Information Theoretic Waveform Design with Application to Physically Realizable Adaptive-on-Transmit Radar

The fundamental task of a radar system is to utilize the electromagnetic spectrum to sense a scattering environment and generate some estimate from this measurement. This task can be posed as a Bayesian estimation problem of random parameters (the scattering environment) through an imperfect sensor (the radar system). From this viewpoint, metrics such as error covariance and estimator precision (or information) can be leveraged to evaluate and improve the performance of radar systems.

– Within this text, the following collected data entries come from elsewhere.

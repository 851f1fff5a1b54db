//! Error types for the quiz generator.

use std::io;
use std::path::PathBuf;
use std::time::Duration;

use thiserror::Error;

/// Why a generated answer could not be turned into a question set.
#[derive(Debug, Error)]
#[non_exhaustive]
pub enum ResponseError {
    #[error("response contained no text")]
    EmptyText,
    #[error("response is not valid JSON: {0}")]
    Json(#[from] serde_json::Error),
    #[error("expected a JSON array of questions")]
    NotAnArray,
    #[error("response contained no questions")]
    NoQuestions,
    #[error("question {index}: {reason}")]
    InvalidQuestion { index: usize, reason: String },
}

/// Errors emitted while generating a question set.
#[derive(Debug, Error)]
#[non_exhaustive]
pub enum GenerateError {
    #[error("{name} is {size} bytes, above the {limit} byte limit")]
    PayloadTooLarge {
        name: String,
        size: usize,
        limit: usize,
    },
    #[error("generation request failed with status {0}")]
    HttpStatus(reqwest::StatusCode),
    #[error("generation request timed out after {0:?}")]
    Timeout(Duration),
    #[error(transparent)]
    Network(reqwest::Error),
    #[error("malformed response: {0}")]
    MalformedResponse(#[from] ResponseError),
}

/// Errors emitted while loading settings.
#[derive(Debug, Error)]
#[non_exhaustive]
pub enum ConfigError {
    #[error("failed to read {path}: {source}")]
    Read { path: PathBuf, source: io::Error },
    #[error("failed to parse {path}: {source}")]
    Parse {
        path: PathBuf,
        source: toml::de::Error,
    },
    #[error("{name} must be a positive integer, got {value:?}")]
    InvalidNumber { name: &'static str, value: String },
}

/// Error type for running the quiz application.
#[derive(Debug, Error)]
#[non_exhaustive]
pub enum QuizError {
    #[error(transparent)]
    Config(#[from] ConfigError),
    #[error("failed to build HTTP client: {0}")]
    Client(reqwest::Error),
    #[error("failed to initialize logging: {0}")]
    Logging(String),
    #[error("IO error: {0}")]
    Io(#[from] io::Error),
}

Here, physically realizable radar waveforms are designed to maximize the Fisher information (FI) (specifically, a derivative of FI known as marginal Fisher information (MFI)) extracted from a scattering environment thereby minimizing the expected error covariance about an estimation parameter space. This information theoretic framework, along with the high-degree of design flexibility afforded by fully digital transmitter and receiver architectures, creates a high-dimensionality design space for optimizing radar performance.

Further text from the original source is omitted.